Importers seeking to replace culpable suppliers also face the daunting prospect of rebuilding their networks within a dynamic, ever-shifting global supply chain that may not reward such measures for long. A U.S. manufacturer will need to expend considerable resources to determine whether it’s at risk for connections to forced labor, and further time and expertise still to identify the guilty party along their supply chain. But even if the company removes a specific supplier or sub-tier source and reconstructs that piece of their manufacturing network, there’s no guarantee that their supply chain will remain clean for long. Suppliers’ sub-tiers are perpetually in flux, and the upshot of that fluidity is that entities using forced labor are always a threat to enter—or re-enter—a fold importers thought had been purged of such abuses.
In the 2022 fiscal year, there were around 39 million imports processed by CBP. During the UFLPA’s first year of implementation, the agency detained around 4,200 shipments under the new law. The juxtaposition speaks for itself: the UFLPA only impacts a diminutive sliver—a fraction of a fraction of one percent—of the total number of imports entering the U.S.
What’s critical for manufacturers to bear in mind, however, is that this miniscule proportion of detainments is not distributed equally across all industries. High-priority sectors and the materials those sectors use to manufacture components and final products—including solar panels and, to a rising degree, lithium-ion batteries and automotive parts—are at a substantially elevated risk of UFLPA interdiction.
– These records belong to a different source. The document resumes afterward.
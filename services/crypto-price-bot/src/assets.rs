//! Asset registry: maps user-typed aliases to canonical CoinGecko ids.

use serde::Serialize;
use std::collections::HashMap;

use crate::types::{AssetId, BotError, Result};

/// Builtin alias table (alias -> CoinGecko id)
pub static BUILTIN_ALIASES: phf::Map<&'static str, &'static str> = phf::phf_map! {
    "btc" => "bitcoin",
    "bitcoin" => "bitcoin",
    "eth" => "ethereum",
    "ethereum" => "ethereum",
    "sol" => "solana",
    "solana" => "solana",
    "ada" => "cardano",
    "cardano" => "cardano",
    "xrp" => "xrp",
    "doge" => "dogecoin",
    "dogecoin" => "dogecoin",
    "dot" => "polkadot",
    "polkadot" => "polkadot",
    "bnb" => "binancecoin",
    "binancecoin" => "binancecoin",
    "manta" => "manta-network",
    "manta-network" => "manta-network",
};

/// Builtin assets in display order: (id, display name, short alias)
const BUILTIN_ASSETS: &[(&str, &str, &str)] = &[
    ("bitcoin", "Bitcoin (BTC)", "btc"),
    ("ethereum", "Ethereum (ETH)", "eth"),
    ("solana", "Solana (SOL)", "sol"),
    ("cardano", "Cardano (ADA)", "ada"),
    ("xrp", "Ripple (XRP)", "xrp"),
    ("dogecoin", "Dogecoin (DOGE)", "doge"),
    ("polkadot", "Polkadot (DOT)", "dot"),
    ("binancecoin", "Binance Coin (BNB)", "bnb"),
    ("manta-network", "Manta Network (MANTA)", "manta"),
];

/// A supported asset
#[derive(Debug, Clone, PartialEq, Eq, Serialize)]
pub struct Asset {
    pub id: AssetId,
    pub name: String,
    /// Short alias, shown in help and error listings
    pub symbol: String,
    /// Every alias that resolves to this asset, `symbol` first
    pub aliases: Vec<String>,
}

impl Asset {
    pub fn new(id: &str, name: &str, symbol: &str, aliases: &[&str]) -> Self {
        let symbol = symbol.to_lowercase();
        let mut all = vec![symbol.clone()];
        for alias in aliases {
            let alias = alias.to_lowercase();
            if !all.contains(&alias) {
                all.push(alias);
            }
        }

        Self {
            id: id.to_string(),
            name: name.to_string(),
            symbol,
            aliases: all,
        }
    }
}

/// Immutable alias -> asset lookup table
#[derive(Debug, Clone)]
pub struct AssetRegistry {
    assets: Vec<Asset>,
    by_alias: HashMap<String, usize>,
    by_id: HashMap<AssetId, usize>,
}

impl AssetRegistry {
    /// Build a registry; an alias claimed by two different assets is rejected
    pub fn new(assets: Vec<Asset>) -> Result<Self> {
        let mut by_alias = HashMap::new();
        let mut by_id = HashMap::new();

        for (idx, asset) in assets.iter().enumerate() {
            if by_id.insert(asset.id.clone(), idx).is_some() {
                return Err(BotError::Config(format!("duplicate asset id: {}", asset.id)));
            }
            for alias in &asset.aliases {
                if let Some(prev) = by_alias.insert(alias.to_lowercase(), idx) {
                    if prev != idx {
                        return Err(BotError::Config(format!(
                            "alias '{}' maps to both {} and {}",
                            alias, assets[prev].id, asset.id
                        )));
                    }
                }
            }
        }

        Ok(Self { assets, by_alias, by_id })
    }

    /// The nine default assets, checked like any other asset list
    pub fn builtin() -> Result<Self> {
        Self::new(builtin_assets())
    }

    /// Case-insensitive exact-match lookup
    pub fn resolve(&self, token: &str) -> Option<&Asset> {
        let key = token.to_lowercase();
        self.by_alias.get(&key).map(|&idx| &self.assets[idx])
    }

    /// Like [`resolve`](Self::resolve) but yields the canonical id or `AssetNotFound`
    pub fn resolve_id(&self, token: &str) -> Result<AssetId> {
        self.resolve(token)
            .map(|a| a.id.clone())
            .ok_or_else(|| BotError::AssetNotFound(token.to_string()))
    }

    pub fn get(&self, id: &str) -> Option<&Asset> {
        self.by_id.get(id).map(|&idx| &self.assets[idx])
    }

    /// Display name for an id, falling back to the id itself
    pub fn display_name<'a>(&'a self, id: &'a str) -> &'a str {
        self.get(id).map(|a| a.name.as_str()).unwrap_or(id)
    }

    pub fn assets(&self) -> &[Asset] {
        &self.assets
    }

    pub fn ids(&self) -> Vec<AssetId> {
        self.assets.iter().map(|a| a.id.clone()).collect()
    }

    pub fn short_aliases(&self) -> Vec<&str> {
        self.assets.iter().map(|a| a.symbol.as_str()).collect()
    }

    pub fn len(&self) -> usize {
        self.assets.len()
    }

    pub fn is_empty(&self) -> bool {
        self.assets.is_empty()
    }
}

fn builtin_assets() -> Vec<Asset> {
    BUILTIN_ASSETS
        .iter()
        .map(|(id, name, symbol)| {
            let mut aliases: Vec<&str> = BUILTIN_ALIASES
                .entries()
                .filter(|(_, target)| *target == id)
                .map(|(alias, _)| *alias)
                .collect();
            aliases.sort_unstable();
            Asset::new(id, name, symbol, &aliases)
        })
        .collect()
}

#[cfg(test)]
mod tests {
    use super::*;

    #[test]
    fn test_every_builtin_alias_resolves() {
        let registry = AssetRegistry::builtin().unwrap();
        for (alias, id) in BUILTIN_ALIASES.entries() {
            assert_eq!(registry.resolve_id(alias).unwrap(), *id, "alias {}", alias);
        }
        assert_eq!(registry.len(), 9);
        assert_eq!(BUILTIN_ALIASES.len(), 17);
    }

    #[test]
    fn test_resolve_is_case_insensitive() {
        let registry = AssetRegistry::builtin().unwrap();
        assert_eq!(registry.resolve("BTC"), registry.resolve("btc"));
        assert_eq!(registry.resolve_id("Ethereum").unwrap(), "ethereum");
    }

    #[test]
    fn test_many_aliases_one_asset() {
        let registry = AssetRegistry::builtin().unwrap();
        assert_eq!(
            registry.resolve_id("manta-network").unwrap(),
            registry.resolve_id("manta").unwrap()
        );
        assert_eq!(registry.resolve_id("manta").unwrap(), "manta-network");
        assert_eq!(registry.resolve_id("xrp").unwrap(), "xrp");
    }

    #[test]
    fn test_unknown_alias_is_not_found() {
        let registry = AssetRegistry::builtin().unwrap();
        assert!(registry.resolve("bit").is_none());
        assert!(registry.resolve("bitcoins").is_none());
        assert!(registry.resolve("").is_none());
        match registry.resolve_id("shib") {
            Err(BotError::AssetNotFound(t)) => assert_eq!(t, "shib"),
            other => panic!("unexpected: {:?}", other),
        }
    }

    #[test]
    fn test_short_aliases_in_display_order() {
        let registry = AssetRegistry::builtin().unwrap();
        assert_eq!(
            registry.short_aliases(),
            vec!["btc", "eth", "sol", "ada", "xrp", "doge", "dot", "bnb", "manta"]
        );
        assert_eq!(registry.get("bitcoin").unwrap().aliases, vec!["btc", "bitcoin"]);
        assert_eq!(registry.display_name("polkadot"), "Polkadot (DOT)");
        assert_eq!(registry.display_name("unknown-coin"), "unknown-coin");
    }

    #[test]
    fn test_custom_registry_and_conflicts() {
        let registry = AssetRegistry::new(vec![
            Asset::new("litecoin", "Litecoin (LTC)", "ltc", &["litecoin", "LITE"]),
            Asset::new("tron", "TRON (TRX)", "trx", &["tron"]),
        ])
        .unwrap();
        assert_eq!(registry.resolve_id("lite").unwrap(), "litecoin");
        assert!(registry.resolve("btc").is_none());

        let conflict = AssetRegistry::new(vec![
            Asset::new("a", "A", "x", &[]),
            Asset::new("b", "B", "y", &["x"]),
        ]);
        assert!(matches!(conflict, Err(BotError::Config(_))));
    }

    #[test]
    fn test_builtin_table_goes_through_conflict_check() {
        assert!(AssetRegistry::builtin().is_ok());

        // A builtin alias claimed by another asset is rejected like any other clash
        let mut assets = builtin_assets();
        assets.push(Asset::new("bitcoin-cash", "Bitcoin Cash (BCH)", "bch", &["btc"]));
        match AssetRegistry::new(assets) {
            Err(BotError::Config(msg)) => assert!(msg.contains("btc"), "{}", msg),
            other => panic!("unexpected: {:?}", other.map(|r| r.len())),
        }

        let mut assets = builtin_assets();
        assets.push(Asset::new("bitcoin", "Bitcoin again", "xbt", &[]));
        assert!(matches!(AssetRegistry::new(assets), Err(BotError::Config(_))));
    }

    #[test]
    fn test_resolve_does_not_trim() {
        let registry = AssetRegistry::builtin().unwrap();
        assert!(registry.resolve(" btc ").is_none());
        assert!(registry.resolve("btc\n").is_none());
        assert!(registry.resolve_id(" eth").is_err());
        assert_eq!(registry.resolve_id("ETH").unwrap(), "ethereum");
    }
}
The more crucial point, though, lies in seeing the forest for the trees within the global regulatory landscape. In addition to the abundance of evidence suggesting that the scope of UFLPA will almost certainly widen in the months and years to come, the larger environmental, social, and governance (ESG) philosophy out of which the law stems is steadily gaining traction on the world stage. Trade compliance laws built on ESG principles are only going to grow more expansive, rigorous, and punitive in the latter half of the decade. Sooner or later, the legal, financial, and reputational pressures on importers to thoroughly scour their supply chains for human rights abuses and permanently, definitively expel forced labor from them will eventually become too powerful to ignore.